Problem description
The number of lines below containing the word "unix" is all that should be returned.

[Saved data entries]
-- Opening Marker --
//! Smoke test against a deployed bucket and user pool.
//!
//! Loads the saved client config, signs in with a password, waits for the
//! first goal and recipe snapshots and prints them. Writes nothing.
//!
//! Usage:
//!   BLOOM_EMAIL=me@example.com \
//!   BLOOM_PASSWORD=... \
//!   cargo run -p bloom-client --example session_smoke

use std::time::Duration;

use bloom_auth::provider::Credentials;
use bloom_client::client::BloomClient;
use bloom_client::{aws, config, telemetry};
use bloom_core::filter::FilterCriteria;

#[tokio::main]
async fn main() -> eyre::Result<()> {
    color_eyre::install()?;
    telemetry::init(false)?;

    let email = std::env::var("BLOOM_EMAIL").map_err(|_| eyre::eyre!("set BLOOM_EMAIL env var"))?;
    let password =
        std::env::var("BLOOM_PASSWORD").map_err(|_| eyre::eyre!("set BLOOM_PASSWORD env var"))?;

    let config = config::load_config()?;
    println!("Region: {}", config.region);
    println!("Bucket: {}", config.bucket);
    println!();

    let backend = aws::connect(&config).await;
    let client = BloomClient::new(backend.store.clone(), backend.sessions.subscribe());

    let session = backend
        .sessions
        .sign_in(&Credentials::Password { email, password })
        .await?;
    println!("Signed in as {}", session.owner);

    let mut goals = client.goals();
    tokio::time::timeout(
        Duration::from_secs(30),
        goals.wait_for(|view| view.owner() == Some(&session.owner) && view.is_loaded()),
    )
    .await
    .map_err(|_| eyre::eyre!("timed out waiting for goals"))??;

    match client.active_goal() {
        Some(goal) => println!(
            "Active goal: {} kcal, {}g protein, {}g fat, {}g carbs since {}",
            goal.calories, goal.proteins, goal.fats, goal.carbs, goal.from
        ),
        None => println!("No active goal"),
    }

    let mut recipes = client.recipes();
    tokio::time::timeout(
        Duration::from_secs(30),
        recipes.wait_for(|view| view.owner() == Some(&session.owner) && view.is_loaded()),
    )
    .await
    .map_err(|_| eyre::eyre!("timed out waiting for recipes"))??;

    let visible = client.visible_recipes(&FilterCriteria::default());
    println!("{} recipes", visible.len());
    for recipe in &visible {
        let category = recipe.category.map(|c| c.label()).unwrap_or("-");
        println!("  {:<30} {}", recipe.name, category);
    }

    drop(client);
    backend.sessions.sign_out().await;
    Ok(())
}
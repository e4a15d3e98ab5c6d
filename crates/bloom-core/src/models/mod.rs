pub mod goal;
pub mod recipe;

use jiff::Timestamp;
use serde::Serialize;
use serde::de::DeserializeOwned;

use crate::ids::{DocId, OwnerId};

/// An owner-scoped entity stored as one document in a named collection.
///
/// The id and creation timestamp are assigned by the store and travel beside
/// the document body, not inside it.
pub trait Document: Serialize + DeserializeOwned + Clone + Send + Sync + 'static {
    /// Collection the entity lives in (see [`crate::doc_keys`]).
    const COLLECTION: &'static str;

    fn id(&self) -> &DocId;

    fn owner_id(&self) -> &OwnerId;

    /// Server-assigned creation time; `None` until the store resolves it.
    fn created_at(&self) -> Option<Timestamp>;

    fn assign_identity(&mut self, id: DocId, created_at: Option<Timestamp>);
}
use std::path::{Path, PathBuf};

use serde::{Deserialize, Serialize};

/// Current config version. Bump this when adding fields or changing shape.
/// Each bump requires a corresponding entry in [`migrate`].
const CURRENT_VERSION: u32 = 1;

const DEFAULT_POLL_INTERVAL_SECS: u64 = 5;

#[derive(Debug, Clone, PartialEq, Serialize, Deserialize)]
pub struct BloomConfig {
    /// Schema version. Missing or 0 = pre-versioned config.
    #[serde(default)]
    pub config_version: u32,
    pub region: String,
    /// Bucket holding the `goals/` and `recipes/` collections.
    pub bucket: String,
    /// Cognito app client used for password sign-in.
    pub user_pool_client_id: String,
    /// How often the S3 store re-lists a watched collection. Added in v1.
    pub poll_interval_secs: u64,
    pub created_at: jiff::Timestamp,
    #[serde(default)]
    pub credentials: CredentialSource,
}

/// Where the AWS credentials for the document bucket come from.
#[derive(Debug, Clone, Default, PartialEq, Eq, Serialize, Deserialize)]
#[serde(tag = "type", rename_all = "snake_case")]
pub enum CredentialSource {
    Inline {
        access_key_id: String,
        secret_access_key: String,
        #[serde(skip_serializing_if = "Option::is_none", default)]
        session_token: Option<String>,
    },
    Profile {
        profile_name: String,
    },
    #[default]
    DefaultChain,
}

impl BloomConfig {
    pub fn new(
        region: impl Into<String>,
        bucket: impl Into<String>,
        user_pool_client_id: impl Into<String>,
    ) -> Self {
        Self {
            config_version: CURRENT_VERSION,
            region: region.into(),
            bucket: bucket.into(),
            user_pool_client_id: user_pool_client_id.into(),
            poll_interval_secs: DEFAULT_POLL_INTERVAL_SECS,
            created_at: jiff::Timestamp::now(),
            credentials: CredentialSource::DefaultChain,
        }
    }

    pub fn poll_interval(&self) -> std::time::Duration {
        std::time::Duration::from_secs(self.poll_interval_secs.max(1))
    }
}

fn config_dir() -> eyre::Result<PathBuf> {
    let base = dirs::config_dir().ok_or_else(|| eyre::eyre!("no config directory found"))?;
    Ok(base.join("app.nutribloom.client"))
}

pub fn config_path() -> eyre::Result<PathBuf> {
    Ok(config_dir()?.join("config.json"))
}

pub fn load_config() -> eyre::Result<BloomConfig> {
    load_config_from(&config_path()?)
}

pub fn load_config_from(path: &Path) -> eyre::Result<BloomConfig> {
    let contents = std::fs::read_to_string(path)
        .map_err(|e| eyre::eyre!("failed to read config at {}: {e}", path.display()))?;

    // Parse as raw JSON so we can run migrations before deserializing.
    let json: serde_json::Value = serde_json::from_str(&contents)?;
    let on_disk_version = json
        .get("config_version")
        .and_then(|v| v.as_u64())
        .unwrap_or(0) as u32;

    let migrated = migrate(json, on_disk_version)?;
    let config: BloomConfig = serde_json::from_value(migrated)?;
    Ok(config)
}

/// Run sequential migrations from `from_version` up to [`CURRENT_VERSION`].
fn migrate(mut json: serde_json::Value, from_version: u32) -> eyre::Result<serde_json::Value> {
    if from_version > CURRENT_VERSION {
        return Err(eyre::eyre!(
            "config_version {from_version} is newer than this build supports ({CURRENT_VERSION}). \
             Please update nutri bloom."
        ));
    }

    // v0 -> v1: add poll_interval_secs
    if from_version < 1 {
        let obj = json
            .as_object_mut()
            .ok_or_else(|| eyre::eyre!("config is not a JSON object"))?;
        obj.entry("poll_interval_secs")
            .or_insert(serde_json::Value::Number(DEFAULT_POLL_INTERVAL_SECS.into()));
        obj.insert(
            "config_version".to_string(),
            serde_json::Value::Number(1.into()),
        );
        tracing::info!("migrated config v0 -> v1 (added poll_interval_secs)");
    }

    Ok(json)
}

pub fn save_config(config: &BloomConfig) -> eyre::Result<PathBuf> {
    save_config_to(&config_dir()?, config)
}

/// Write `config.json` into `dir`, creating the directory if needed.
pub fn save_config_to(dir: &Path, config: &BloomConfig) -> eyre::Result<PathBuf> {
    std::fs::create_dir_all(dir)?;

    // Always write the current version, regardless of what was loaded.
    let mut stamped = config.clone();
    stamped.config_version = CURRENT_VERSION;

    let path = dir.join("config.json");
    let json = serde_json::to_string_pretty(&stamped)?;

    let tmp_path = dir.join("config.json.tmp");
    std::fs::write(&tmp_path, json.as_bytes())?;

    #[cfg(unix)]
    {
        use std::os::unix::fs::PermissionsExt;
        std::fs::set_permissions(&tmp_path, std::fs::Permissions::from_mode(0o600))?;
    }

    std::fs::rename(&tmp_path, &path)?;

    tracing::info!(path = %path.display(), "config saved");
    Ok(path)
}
-- Closing Marker --
-- Opening Marker --
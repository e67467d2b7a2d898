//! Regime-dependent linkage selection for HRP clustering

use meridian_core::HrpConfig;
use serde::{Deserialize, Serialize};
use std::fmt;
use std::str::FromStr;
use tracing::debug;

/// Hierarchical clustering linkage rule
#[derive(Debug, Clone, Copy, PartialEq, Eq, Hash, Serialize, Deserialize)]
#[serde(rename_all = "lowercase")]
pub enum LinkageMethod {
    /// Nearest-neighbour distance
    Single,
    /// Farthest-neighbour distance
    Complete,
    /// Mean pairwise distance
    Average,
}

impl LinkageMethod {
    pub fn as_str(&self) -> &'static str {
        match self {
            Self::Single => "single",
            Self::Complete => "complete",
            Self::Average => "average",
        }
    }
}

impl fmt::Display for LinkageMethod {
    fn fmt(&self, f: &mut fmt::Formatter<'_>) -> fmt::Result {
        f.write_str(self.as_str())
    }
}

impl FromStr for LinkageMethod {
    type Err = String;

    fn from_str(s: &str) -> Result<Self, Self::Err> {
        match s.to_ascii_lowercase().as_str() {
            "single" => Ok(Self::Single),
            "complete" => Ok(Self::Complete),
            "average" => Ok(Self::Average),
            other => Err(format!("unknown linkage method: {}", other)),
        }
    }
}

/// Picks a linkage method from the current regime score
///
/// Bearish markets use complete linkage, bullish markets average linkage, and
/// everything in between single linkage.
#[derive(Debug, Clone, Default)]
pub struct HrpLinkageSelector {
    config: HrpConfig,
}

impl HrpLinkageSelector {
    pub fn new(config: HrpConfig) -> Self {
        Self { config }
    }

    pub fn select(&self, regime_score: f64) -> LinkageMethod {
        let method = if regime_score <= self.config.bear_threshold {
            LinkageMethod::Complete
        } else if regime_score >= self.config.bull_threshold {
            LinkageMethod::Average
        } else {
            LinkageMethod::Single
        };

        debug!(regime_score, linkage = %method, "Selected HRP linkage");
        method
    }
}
-- Closing Marker --
-- Opening Marker --
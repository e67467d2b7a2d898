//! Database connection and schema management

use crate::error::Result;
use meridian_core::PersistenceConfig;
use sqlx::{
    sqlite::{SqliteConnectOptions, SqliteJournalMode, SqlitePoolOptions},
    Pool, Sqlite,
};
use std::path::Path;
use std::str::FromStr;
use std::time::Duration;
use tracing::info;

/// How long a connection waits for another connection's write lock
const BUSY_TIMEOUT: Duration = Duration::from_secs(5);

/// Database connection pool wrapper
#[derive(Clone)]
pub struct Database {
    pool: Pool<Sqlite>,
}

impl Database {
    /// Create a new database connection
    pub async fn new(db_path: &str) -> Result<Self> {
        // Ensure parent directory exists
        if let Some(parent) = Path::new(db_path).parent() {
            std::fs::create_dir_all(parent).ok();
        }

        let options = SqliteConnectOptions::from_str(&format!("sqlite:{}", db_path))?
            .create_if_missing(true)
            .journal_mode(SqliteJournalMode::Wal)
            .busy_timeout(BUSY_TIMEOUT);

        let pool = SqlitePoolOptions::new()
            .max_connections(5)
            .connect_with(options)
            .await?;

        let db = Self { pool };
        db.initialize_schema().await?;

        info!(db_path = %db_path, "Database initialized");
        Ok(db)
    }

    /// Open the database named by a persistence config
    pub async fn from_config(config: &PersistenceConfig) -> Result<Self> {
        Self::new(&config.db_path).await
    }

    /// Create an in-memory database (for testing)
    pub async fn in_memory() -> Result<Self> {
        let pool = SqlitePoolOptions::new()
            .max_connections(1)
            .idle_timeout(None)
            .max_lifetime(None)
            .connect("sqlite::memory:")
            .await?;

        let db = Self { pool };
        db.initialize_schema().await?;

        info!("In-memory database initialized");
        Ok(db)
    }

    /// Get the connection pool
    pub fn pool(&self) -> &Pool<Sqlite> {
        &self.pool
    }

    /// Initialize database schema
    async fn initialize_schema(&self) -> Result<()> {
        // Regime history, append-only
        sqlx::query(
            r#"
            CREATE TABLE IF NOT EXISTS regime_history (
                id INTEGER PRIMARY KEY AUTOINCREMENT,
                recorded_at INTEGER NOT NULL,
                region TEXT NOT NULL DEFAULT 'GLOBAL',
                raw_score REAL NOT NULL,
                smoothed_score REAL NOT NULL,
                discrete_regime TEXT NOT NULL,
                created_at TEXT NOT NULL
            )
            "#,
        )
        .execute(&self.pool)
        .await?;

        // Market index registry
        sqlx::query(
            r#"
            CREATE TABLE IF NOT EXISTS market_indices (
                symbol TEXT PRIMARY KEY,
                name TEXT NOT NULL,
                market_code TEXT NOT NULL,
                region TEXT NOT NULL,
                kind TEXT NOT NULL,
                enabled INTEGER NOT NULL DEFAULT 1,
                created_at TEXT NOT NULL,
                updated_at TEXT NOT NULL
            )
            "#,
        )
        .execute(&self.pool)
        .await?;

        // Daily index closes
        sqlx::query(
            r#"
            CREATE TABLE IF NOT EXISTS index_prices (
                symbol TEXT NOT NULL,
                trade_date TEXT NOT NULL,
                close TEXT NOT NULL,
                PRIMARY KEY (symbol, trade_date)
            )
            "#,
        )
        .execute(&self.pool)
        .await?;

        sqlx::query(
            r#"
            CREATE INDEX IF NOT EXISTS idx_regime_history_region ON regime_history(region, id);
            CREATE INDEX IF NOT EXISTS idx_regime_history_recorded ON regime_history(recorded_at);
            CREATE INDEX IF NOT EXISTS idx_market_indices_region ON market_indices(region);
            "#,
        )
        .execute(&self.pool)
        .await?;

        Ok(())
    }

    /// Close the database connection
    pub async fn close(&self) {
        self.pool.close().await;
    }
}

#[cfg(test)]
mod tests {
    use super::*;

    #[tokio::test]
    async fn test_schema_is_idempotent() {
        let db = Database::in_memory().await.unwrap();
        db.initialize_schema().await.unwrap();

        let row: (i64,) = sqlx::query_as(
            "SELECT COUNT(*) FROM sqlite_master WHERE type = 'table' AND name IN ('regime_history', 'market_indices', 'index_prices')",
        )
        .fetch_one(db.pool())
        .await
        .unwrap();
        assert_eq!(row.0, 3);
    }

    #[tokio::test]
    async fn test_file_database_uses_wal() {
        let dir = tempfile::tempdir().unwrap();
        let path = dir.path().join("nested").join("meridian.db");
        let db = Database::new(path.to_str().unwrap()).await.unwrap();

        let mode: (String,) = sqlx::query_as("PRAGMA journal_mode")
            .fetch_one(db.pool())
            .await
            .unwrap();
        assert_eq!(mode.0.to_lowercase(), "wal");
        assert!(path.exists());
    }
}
-- Closing Marker --
Exercise output
2